To learn more about how translation works when you create Gloo custom resources in the management cluster vs. the workload clusters, see Translation process with cluster context.

Figure: Discovery input snapshots are sent agents in each workload cluster to the Gloo management server

Figure: Translation of Gloo resources to Istio resources and output snapshots for Gloo agents

The Gloo management server pulls the discovery snapshots of all registered Gloo agents from Redis and stores them in the local memory. If an input snapshot for an agent cannot be found in Redis, the Gloo management server uses the input snapshot from its local memory for translation.
The Gloo management server combines the input snapshots of all agents and decides what Istio, Envoy, or Cilium resources must be created on each workload cluster to implement the declared state. For example, if you use Gloo Mesh Enterprise or Gloo Mesh Gateway, your Gloo policy might be translated into VirtualService, DestinationRule, and AuthorizationPolicy Istio resources. These resources are stored in a cluster-specific output snapshot.
The Gloo management server sends the output snapshot to each connected Gloo agent.
The Gloo agent reconciles the output snapshot against the Istio resources that exist in the local workload cluster. The agent then creates, updates, and deletes Istio resources to match the target configuration of the output snapshot.
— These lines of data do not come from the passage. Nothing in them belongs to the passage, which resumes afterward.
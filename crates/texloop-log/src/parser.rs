use crate::report::{BadBoxEntry, DiagnosticReport, ErrorEntry, ReferenceEntry, WarningEntry};
use thiserror::Error;

/// The input does not resemble a TeX engine log at all.
///
/// Distinct from a log that merely contains no diagnostics, which parses to
/// an empty [`DiagnosticReport`].
#[derive(Debug, Clone, PartialEq, Eq, Error)]
#[error("log text does not look like a TeX engine log")]
pub struct MalformedLogError;

/// Phrases the engine emits when another pass is required for correctness.
const RERUN_TRIGGERS: &[&str] = &[
    "Rerun to get cross-references right",
    "Rerun to get outlines right",
    "Rerun to get the bars right",
    "Label(s) may have changed",
    "Table widths have changed. Rerun LaTeX",
];

/// hyperref repeats this for every sectioning command containing math; it is
/// suppressed outright rather than reported.
const HYPERREF_NOISE: &str = "Token not allowed in a PDF string";

const OUTPUT_ACTIVE: &str = "has occurred while \\output is active";

/// The engine hard-wraps log lines at this width, splitting long file paths
/// across physical lines.
const MAX_LOG_LINE: usize = 79;

/// Parser for the plain-text log a TeX engine writes per run.
///
/// The log has no formal grammar; this is a line classifier with an explicit
/// current-entry accumulator, matching known prefixes and phrases. A file
/// inclusion stack is maintained across the whole scan by matching
/// `(path` / `)` pairs so errors can be attributed to the file the engine was
/// reading at the time.
pub struct LogParser;

impl Default for LogParser {
    fn default() -> Self {
        Self::new()
    }
}

impl LogParser {
    pub fn new() -> Self {
        Self
    }

    /// Parses a full log into a [`DiagnosticReport`].
    ///
    /// Returns [`MalformedLogError`] for empty (or whitespace-only) input; a
    /// readable log with no recognized structure yields an empty report with
    /// `rerun_needed = false`.
    pub fn parse(&self, input: &str) -> Result<DiagnosticReport, MalformedLogError> {
        if input.trim().is_empty() {
            return Err(MalformedLogError);
        }
        let mut scan = Scan::default();
        for line in input.lines() {
            scan.feed(line);
        }
        scan.flush();
        Ok(scan.report)
    }
}

/// An entry whose message may still be growing.
enum Pending {
    None,
    Error {
        entry: ErrorEntry,
        /// Still accumulating message lines (a blank line ends the message,
        /// after which only the `l.<n>` marker is awaited).
        in_message: bool,
        /// The `l.<n>` line was consumed; one indented follow-up line may
        /// still extend the source fragment.
        want_code_tail: bool,
    },
    BadBox(BadBoxEntry),
}

struct Scan {
    report: DiagnosticReport,
    file_stack: Vec<String>,
    pending: Pending,
    /// Head of a file path that ran to the end of a wrap-width line and may
    /// continue on the next one.
    pending_path: Option<String>,
}

impl Default for Scan {
    fn default() -> Self {
        Self {
            report: DiagnosticReport::default(),
            file_stack: Vec::new(),
            pending: Pending::None,
            pending_path: None,
        }
    }
}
Translation process with cluster context

Review the following flow diagrams to learn more about how Gloo custom resources are translated when you apply Gloo resources in the management versus the workload clusters.

Figure: Translation process when resources are applied in the workload cluster

Figure: Translation process when resources are applied in the management cluster

Translation failure scenarios

Translation can fail when individual components of the Gloo relay architecture become unavailable, such as during a restart. Review the following scenarios to understand the impact.

Redis becomes unavailable

Redis is a key component of the Gloo management plane and serves as the single source of truth for translating Gloo custom resources into Istio, Envoy, or Cilium resources. In the event that Redis becomes unavailable, translation continues as the Gloo management server uses the input snapshots that are stored in its local memory.

Flip through the following cards to learn more about this failure scenario.

The following image shows the initial state. The Gloo management plane and control plane are in a healthy state and Gloo custom resource translation happens with the complete context of all workload clusters.

Figure: Initial state with a healthy Gloo management plane and data plane

The Gloo agents in each cluster gather all resources to create the initial discovery input snapshot. The Gloo agent connects to one of the management server replicas and sends discovered resources as a discovery input snapshot to the management server. The input snapshot represents the current state of all discovered entities.
The Gloo management server saves the discovery input snapshot for all connected Gloo agents in the local memory and in the Redis cache.
During the translation, the Gloo management server replica pulls all the discovery snapshots for all connected Gloo agents from Redis and stores them in the local memory. The Gloo management server then combines the input snapshots of all agents and decides what Istio, Envoy, or Cilium resources must be created on each workload cluster to fulfill the declared state. These resources are stored in a cluster-specific output snapshot.
The Gloo management server sends the output snapshot to each connected Gloo agent.
The Gloo agent reconciles the output snapshot against the Istio, Envoy, or Cilium resources that exist in the local workload cluster. The agent then creates, updates, and deletes Istio, Envoy, and Cilium resources to match the target configuration of the output snapshot.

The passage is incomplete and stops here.